- _EXERCISE PROMPT_: State how many lines in these records contain the word "OptionPair", and nothing else.

Records drawn from a dataset:
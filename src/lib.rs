//! Combinators for jointly handling two independent optional values.
//!
//! An [OptionPair] holds a left and a right [Option] and replaces the
//! four-way `match` over their presence with filters, reductions, mappings,
//! gated side effects and [Task]-producing combinations.

mod combine;
mod reduce;

// public: commandline parser
pub mod cli;
// public: error types
pub mod error;
// public: the pair type
pub mod pair;
// public: presence states and gates
pub mod presence;
// public: completed-or-scheduled work
pub mod task;

pub use error::{PairError, TaskError};
pub use pair::{Empty, OptionPair, Slots};
pub use presence::{Gate, Presence, Side};
pub use task::{Schedule, Task};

- _EXPECTED ANSWER_: 2